[Stored data entries]
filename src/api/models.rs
use serde::{Deserialize, Serialize};

/// Query parameters for the structured filter search. List-valued filters
/// arrive comma-separated, e.g. `include_ingredients=onion,garlic`.
#[derive(Debug, Clone, Default, Deserialize)]
pub struct FilterParams {
    #[serde(default)]
    pub q: String,
    #[serde(default)]
    pub include_ingredients: Option<String>,
    #[serde(default)]
    pub exclude_ingredients: Option<String>,
    #[serde(default)]
    pub tags: Option<String>,
    #[serde(default)]
    pub category: Option<String>,
    #[serde(default)]
    pub cal_min: Option<f64>,
    #[serde(default)]
    pub cal_max: Option<f64>,
    #[serde(default)]
    pub nutrient: Option<String>,
    #[serde(default)]
    pub nutrient_max: Option<f64>,
    #[serde(default = "default_page")]
    pub page: i64,
    #[serde(default = "default_page_size")]
    pub page_size: i64,
}

fn default_page() -> i64 {
    1
}

fn default_page_size() -> i64 {
    20
}

/// Split a comma-separated filter value, dropping blanks.
pub fn split_csv(value: &Option<String>) -> Vec<String> {
    value
        .as_deref()
        .unwrap_or_default()
        .split(',')
        .map(str::trim)
        .filter(|s| !s.is_empty())
        .map(str::to_string)
        .collect()
}

/// Body of the natural-language search request.
#[derive(Debug, Clone, Deserialize)]
pub struct HybridSearchRequest {
    pub query: String,
    #[serde(default = "default_page")]
    pub page: i64,
    #[serde(default = "default_page_size")]
    pub page_size: i64,
}

#[derive(Debug, Clone, Serialize)]
pub struct ReloadResponse {
    pub loaded: usize,
}

#[derive(Debug, Clone, Serialize)]
pub struct Stats {
    pub total_recipes: i64,
    pub total_ingredients: i64,
    pub total_tags: i64,
    pub total_categories: i64,
    pub indexed_vectors: usize,
}

#[derive(Debug, Clone, Serialize)]
pub struct HealthResponse {
    pub status: String,
}

#[cfg(test)]
mod tests {
    use super::*;

    #[test]
    fn test_split_csv_drops_blanks() {
        let value = Some("onion, garlic,, ".to_string());
        assert_eq!(split_csv(&value), vec!["onion", "garlic"]);
        assert!(split_csv(&None).is_empty());
    }
}
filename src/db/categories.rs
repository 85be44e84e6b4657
use crate::db::{
    models::{Category, NameCount},
    DbPool,
};
use crate::error::Result;

/// Get or create a category by name
pub async fn get_or_create_category(pool: &DbPool, name: &str) -> Result<Category> {
    let normalized = name.trim().to_string();

    let existing = sqlx::query_as::<_, Category>("SELECT * FROM categories WHERE name = ?")
        .bind(&normalized)
        .fetch_optional(pool)
        .await?;

    if let Some(category) = existing {
        Ok(category)
    } else {
        let category =
            sqlx::query_as::<_, Category>("INSERT INTO categories (name) VALUES (?) RETURNING *")
                .bind(&normalized)
                .fetch_one(pool)
                .await?;

        Ok(category)
    }
}

/// Add category to recipe
pub async fn add_recipe_category(pool: &DbPool, recipe_id: i64, category_id: i64) -> Result<()> {
    sqlx::query("INSERT OR IGNORE INTO recipe_categories (recipe_id, category_id) VALUES (?, ?)")
        .bind(recipe_id)
        .bind(category_id)
        .execute(pool)
        .await?;

    Ok(())
}

/// Add multiple categories to recipe
pub async fn add_recipe_categories(
    pool: &DbPool,
    recipe_id: i64,
    category_names: &[String],
) -> Result<()> {
    for name in category_names {
        if name.trim().is_empty() {
            continue;
        }
        let category = get_or_create_category(pool, name).await?;
        add_recipe_category(pool, recipe_id, category.id).await?;
    }

    Ok(())
}

/// Get all categories with usage count, ordered by name
pub async fn get_categories_with_count(pool: &DbPool) -> Result<Vec<NameCount>> {
    let categories = sqlx::query_as::<_, NameCount>(
        r#"
        SELECT c.name, COUNT(rc.recipe_id) as count
        FROM categories c
        JOIN recipe_categories rc ON rc.category_id = c.id
        GROUP BY c.id, c.name
        ORDER BY c.name
        "#,
    )
    .fetch_all(pool)
    .await?;

    Ok(categories)
}

/// Count total categories
pub async fn count_categories(pool: &DbPool) -> Result<i64> {
    let count: (i64,) = sqlx::query_as("SELECT COUNT(*) FROM categories")
        .fetch_one(pool)
        .await?;
    Ok(count.0)
}
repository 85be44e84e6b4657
use crate::db::{models::IngredientWithQuantity, DbPool};
use crate::error::Result;

/// Add an ingredient row to a recipe. Quantity stays opaque text
/// ("1 1/2 cups"); no unit parsing happens here.
pub async fn add_recipe_ingredient(
    pool: &DbPool,
    recipe_id: i64,
    name: &str,
    quantity: Option<&str>,
) -> Result<()> {
    sqlx::query("INSERT INTO ingredients (recipe_id, name, quantity) VALUES (?, ?, ?)")
        .bind(recipe_id)
        .bind(name.trim())
        .bind(quantity)
        .execute(pool)
        .await?;

    Ok(())
}

/// Add multiple ingredients to a recipe
pub async fn add_recipe_ingredients(
    pool: &DbPool,
    recipe_id: i64,
    ingredients: &[IngredientWithQuantity],
) -> Result<()> {
    for ing in ingredients {
        add_recipe_ingredient(pool, recipe_id, &ing.name, ing.quantity.as_deref()).await?;
    }

    Ok(())
}

/// Get ingredients for a recipe
pub async fn get_ingredients_for_recipe(
    pool: &DbPool,
    recipe_id: i64,
) -> Result<Vec<IngredientWithQuantity>> {
    let ingredients = sqlx::query_as::<_, IngredientWithQuantity>(
        "SELECT name, quantity FROM ingredients WHERE recipe_id = ? ORDER BY id",
    )
    .bind(recipe_id)
    .fetch_all(pool)
    .await?;

    Ok(ingredients)
}

/// Count total ingredient rows
pub async fn count_ingredients(pool: &DbPool) -> Result<i64> {
    let count: (i64,) = sqlx::query_as("SELECT COUNT(*) FROM ingredients")
        .fetch_one(pool)
        .await?;
    Ok(count.0)
}
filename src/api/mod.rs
pub mod handlers;
pub mod models;
pub mod routes;
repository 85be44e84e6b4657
use crate::db::{models::*, DbPool};
use crate::error::{Error, Result};
use sqlx::types::Json;

/// Create a new recipe. A duplicate source URL means the recipe was already
/// ingested; it is skipped, not an error.
pub async fn create_recipe(pool: &DbPool, new_recipe: &NewRecipe) -> Result<Option<Recipe>> {
    // An empty nutrient map is stored as NULL so "has nutrition data" is a
    // plain column check.
    let nutrients = if new_recipe.nutrient_values.is_empty() {
        None
    } else {
        Some(Json(&new_recipe.nutrient_values))
    };

    let recipe = sqlx::query_as::<_, Recipe>(
        r#"
        INSERT INTO recipes (
            name, url, makes, calories_raw, calories_numeric,
            soaking_time, preparation_time, cooking_time, baking_time,
            baking_temperature, sprouting_time, total_time, nutrient_values
        )
        VALUES (?, ?, ?, ?, ?, ?, ?, ?, ?, ?, ?, ?, ?)
        ON CONFLICT(url) DO NOTHING
        RETURNING *
        "#,
    )
    .bind(&new_recipe.name)
    .bind(&new_recipe.url)
    .bind(&new_recipe.makes)
    .bind(&new_recipe.calories_raw)
    .bind(new_recipe.calories_numeric)
    .bind(&new_recipe.soaking_time)
    .bind(&new_recipe.preparation_time)
    .bind(&new_recipe.cooking_time)
    .bind(&new_recipe.baking_time)
    .bind(&new_recipe.baking_temperature)
    .bind(&new_recipe.sprouting_time)
    .bind(&new_recipe.total_time)
    .bind(nutrients)
    .fetch_optional(pool)
    .await?;

    Ok(recipe)
}

/// Get recipe by ID
pub async fn get_recipe(pool: &DbPool, recipe_id: i64) -> Result<Recipe> {
    let recipe = sqlx::query_as::<_, Recipe>("SELECT * FROM recipes WHERE id = ?")
        .bind(recipe_id)
        .fetch_optional(pool)
        .await?
        .ok_or_else(|| Error::NotFound(format!("Recipe {recipe_id} not found")))?;

    Ok(recipe)
}

/// Get recipe with all details (ingredients, tags, categories)
pub async fn get_recipe_with_details(pool: &DbPool, recipe_id: i64) -> Result<RecipeDetails> {
    let recipe = get_recipe(pool, recipe_id).await?;

    let ingredients: Vec<IngredientWithQuantity> = sqlx::query_as(
        "SELECT name, quantity FROM ingredients WHERE recipe_id = ? ORDER BY id",
    )
    .bind(recipe_id)
    .fetch_all(pool)
    .await?;

    let tags: Vec<String> = sqlx::query_scalar(
        r#"
        SELECT t.name
        FROM tags t
        JOIN recipe_tags rt ON rt.tag_id = t.id
        WHERE rt.recipe_id = ?
        ORDER BY t.name
        "#,
    )
    .bind(recipe_id)
    .fetch_all(pool)
    .await?;

    let categories: Vec<String> = sqlx::query_scalar(
        r#"
        SELECT c.name
        FROM categories c
        JOIN recipe_categories rc ON rc.category_id = c.id
        WHERE rc.recipe_id = ?
        ORDER BY c.name
        "#,
    )
    .bind(recipe_id)
    .fetch_all(pool)
    .await?;

    Ok(RecipeDetails {
        recipe,
        ingredients,
        tags,
        categories,
    })
}

/// List every recipe as a flat record for the indexing job (name, ingredient
/// names, tag names).
pub async fn list_indexable_recipes(pool: &DbPool) -> Result<Vec<IndexableRecipe>> {
    let rows: Vec<(i64, String, String)> = sqlx::query_as("SELECT id, name, url FROM recipes")
        .fetch_all(pool)
        .await?;

    let ids: Vec<i64> = rows.iter().map(|(id, _, _)| *id).collect();
    let mut ingredients_map = batch_names(
        pool,
        &ids,
        "SELECT recipe_id, name FROM ingredients WHERE recipe_id IN",
    )
    .await?;
    let mut tags_map = batch_names(
        pool,
        &ids,
        "SELECT rt.recipe_id, t.name FROM recipe_tags rt JOIN tags t ON rt.tag_id = t.id WHERE rt.recipe_id IN",
    )
    .await?;

    Ok(rows
        .into_iter()
        .map(|(id, name, url)| IndexableRecipe {
            id,
            name,
            url,
            ingredients: ingredients_map.remove(&id).unwrap_or_default(),
            tags: tags_map.remove(&id).unwrap_or_default(),
        })
        .collect())
}

// Batch child-name lookup grouped by recipe id (avoids N+1 queries).
async fn batch_names(
    pool: &DbPool,
    recipe_ids: &[i64],
    query_prefix: &str,
) -> Result<std::collections::HashMap<i64, Vec<String>>> {
    use std::collections::HashMap;

    if recipe_ids.is_empty() {
        return Ok(HashMap::new());
    }

    let placeholders = vec!["?"; recipe_ids.len()].join(",");
    let query_str = format!("{query_prefix} ({placeholders})");

    let mut query = sqlx::query_as::<_, (i64, String)>(&query_str);
    for id in recipe_ids {
        query = query.bind(id);
    }

    let rows: Vec<(i64, String)> = query.fetch_all(pool).await?;

    let mut map: HashMap<i64, Vec<String>> = HashMap::new();
    for (recipe_id, name) in rows {
        map.entry(recipe_id).or_default().push(name);
    }

    Ok(map)
}

/// Count all recipes
pub async fn count_all_recipes(pool: &DbPool) -> Result<i64> {
    let count: (i64,) = sqlx::query_as("SELECT COUNT(*) FROM recipes")
        .fetch_one(pool)
        .await?;
    Ok(count.0)
}

/// Delete recipe (child rows cascade)
pub async fn delete_recipe(pool: &DbPool, recipe_id: i64) -> Result<()> {
    sqlx::query("DELETE FROM recipes WHERE id = ?")
        .bind(recipe_id)
        .execute(pool)
        .await?;

    Ok(())
}
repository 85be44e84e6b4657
pub mod ollama;

use crate::error::Result;
use async_trait::async_trait;

pub use ollama::OllamaClient;

/// Text-to-vector collaborator. Callable concurrently; individual calls are
/// expected to fail occasionally and callers treat that as "no signal".
#[async_trait]
pub trait Embedder: Send + Sync {
    async fn embed(&self, text: &str) -> Result<Vec<f32>>;
}

/// Prompt-to-text collaborator used for answer generation.
#[async_trait]
pub trait Completer: Send + Sync {
    async fn complete(&self, system: &str, prompt: &str) -> Result<String>;
}
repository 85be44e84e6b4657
use crate::error::{Error, Result};
use serde::{Deserialize, Serialize};
use std::path::PathBuf;

#[derive(Debug, Clone, Serialize, Deserialize)]
pub struct Settings {
    pub database: DatabaseConfig,
    pub server: ServerConfig,
    pub ollama: OllamaConfig,
    pub search: SearchConfig,
}

#[derive(Debug, Clone, Serialize, Deserialize)]
pub struct DatabaseConfig {
    pub url: String,
    pub max_connections: u32,
    pub min_connections: u32,
    pub connection_timeout_seconds: u64,
}

#[derive(Debug, Clone, Serialize, Deserialize)]
pub struct ServerConfig {
    pub host: String,
    pub port: u16,
}

#[derive(Debug, Clone, Serialize, Deserialize)]
pub struct OllamaConfig {
    pub base_url: String,
    pub embed_model: String,
    pub chat_model: String,
    pub request_timeout_seconds: u64,
}

/// Tuning knobs for the indexing job and the fusion ranker.
#[derive(Debug, Clone, Serialize, Deserialize)]
pub struct SearchConfig {
    /// Where the vector index is persisted.
    pub embeddings_path: PathBuf,
    /// Recipes per indexing batch; status is updated after every batch.
    pub index_batch_size: usize,
    /// Max in-flight embedding requests during indexing.
    pub embed_concurrency: usize,
    /// Candidates requested from the lexical probe.
    pub lexical_candidates: usize,
    /// Candidates requested from the vector index.
    pub semantic_top_k: usize,
    /// Cosine-distance acceptance threshold for semantic candidates.
    pub distance_threshold: f32,
    /// Recipes handed to the answer generator.
    pub context_size: usize,
}

impl Settings {
    /// Load settings from environment variables
    pub fn from_env() -> Result<Self> {
        let database_url =
            std::env::var("DATABASE_URL").unwrap_or_else(|_| "sqlite:./data/rasoi.db".to_string());

        let host = std::env::var("HOST").unwrap_or_else(|_| "0.0.0.0".to_string());
        let port = std::env::var("PORT")
            .unwrap_or_else(|_| "3000".to_string())
            .parse()
            .map_err(|_| Error::Config("Invalid PORT value".to_string()))?;

        let max_connections = std::env::var("DATABASE_MAX_CONNECTIONS")
            .unwrap_or_else(|_| "25".to_string())
            .parse()
            .map_err(|_| Error::Config("Invalid DATABASE_MAX_CONNECTIONS value".to_string()))?;

        let min_connections = std::env::var("DATABASE_MIN_CONNECTIONS")
            .unwrap_or_else(|_| "2".to_string())
            .parse()
            .map_err(|_| Error::Config("Invalid DATABASE_MIN_CONNECTIONS value".to_string()))?;

        let connection_timeout_seconds = std::env::var("DATABASE_CONNECTION_TIMEOUT")
            .unwrap_or_else(|_| "30".to_string())
            .parse()
            .map_err(|_| Error::Config("Invalid DATABASE_CONNECTION_TIMEOUT value".to_string()))?;

        let ollama_base_url =
            std::env::var("OLLAMA_URL").unwrap_or_else(|_| "http://localhost:11434".to_string());

        let embed_model =
            std::env::var("OLLAMA_EMBED_MODEL").unwrap_or_else(|_| "nomic-embed-text".to_string());

        let chat_model =
            std::env::var("OLLAMA_CHAT_MODEL").unwrap_or_else(|_| "llama3.1:8b".to_string());

        let request_timeout_seconds = std::env::var("OLLAMA_TIMEOUT")
            .unwrap_or_else(|_| "120".to_string())
            .parse()
            .map_err(|_| Error::Config("Invalid OLLAMA_TIMEOUT value".to_string()))?;

        let embeddings_path = std::env::var("EMBEDDINGS_PATH")
            .unwrap_or_else(|_| "./data/recipe_embeddings.json".to_string())
            .into();

        let index_batch_size = std::env::var("INDEX_BATCH_SIZE")
            .unwrap_or_else(|_| "50".to_string())
            .parse()
            .map_err(|_| Error::Config("Invalid INDEX_BATCH_SIZE value".to_string()))?;

        let embed_concurrency = std::env::var("EMBED_CONCURRENCY")
            .unwrap_or_else(|_| "5".to_string())
            .parse()
            .map_err(|_| Error::Config("Invalid EMBED_CONCURRENCY value".to_string()))?;

        let distance_threshold = std::env::var("DISTANCE_THRESHOLD")
            .unwrap_or_else(|_| "0.55".to_string())
            .parse()
            .map_err(|_| Error::Config("Invalid DISTANCE_THRESHOLD value".to_string()))?;

        Ok(Settings {
            database: DatabaseConfig {
                url: database_url,
                max_connections,
                min_connections,
                connection_timeout_seconds,
            },
            server: ServerConfig { host, port },
            ollama: OllamaConfig {
                base_url: ollama_base_url,
                embed_model,
                chat_model,
                request_timeout_seconds,
            },
            search: SearchConfig {
                embeddings_path,
                index_batch_size,
                embed_concurrency,
                lexical_candidates: 100,
                semantic_top_k: 100,
                distance_threshold,
                context_size: 5,
            },
        })
    }

    /// Validate configuration
    pub fn validate(&self) -> Result<()> {
        if self.server.port == 0 {
            return Err(Error::Config("Port must be non-zero".to_string()));
        }

        if self.search.index_batch_size == 0 {
            return Err(Error::Config("Index batch size must be non-zero".to_string()));
        }

        if self.search.embed_concurrency == 0 {
            return Err(Error::Config(
                "Embedding concurrency must be non-zero".to_string(),
            ));
        }

        if !(0.0..=2.0).contains(&self.search.distance_threshold) {
            return Err(Error::Config(
                "Distance threshold must be within [0, 2]".to_string(),
            ));
        }

        Ok(())
    }
}

impl Default for SearchConfig {
    fn default() -> Self {
        SearchConfig {
            embeddings_path: "./data/recipe_embeddings.json".into(),
            index_batch_size: 50,
            embed_concurrency: 5,
            lexical_candidates: 100,
            semantic_top_k: 100,
            distance_threshold: 0.55,
            context_size: 5,
        }
    }
}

- PROBLEM TO WORK ON -
Scan the data above for the string "multiple". Copy every line in which it appears.

- SOLUTION -
/// Add multiple categories to recipe
/// Add multiple ingredients to a recipe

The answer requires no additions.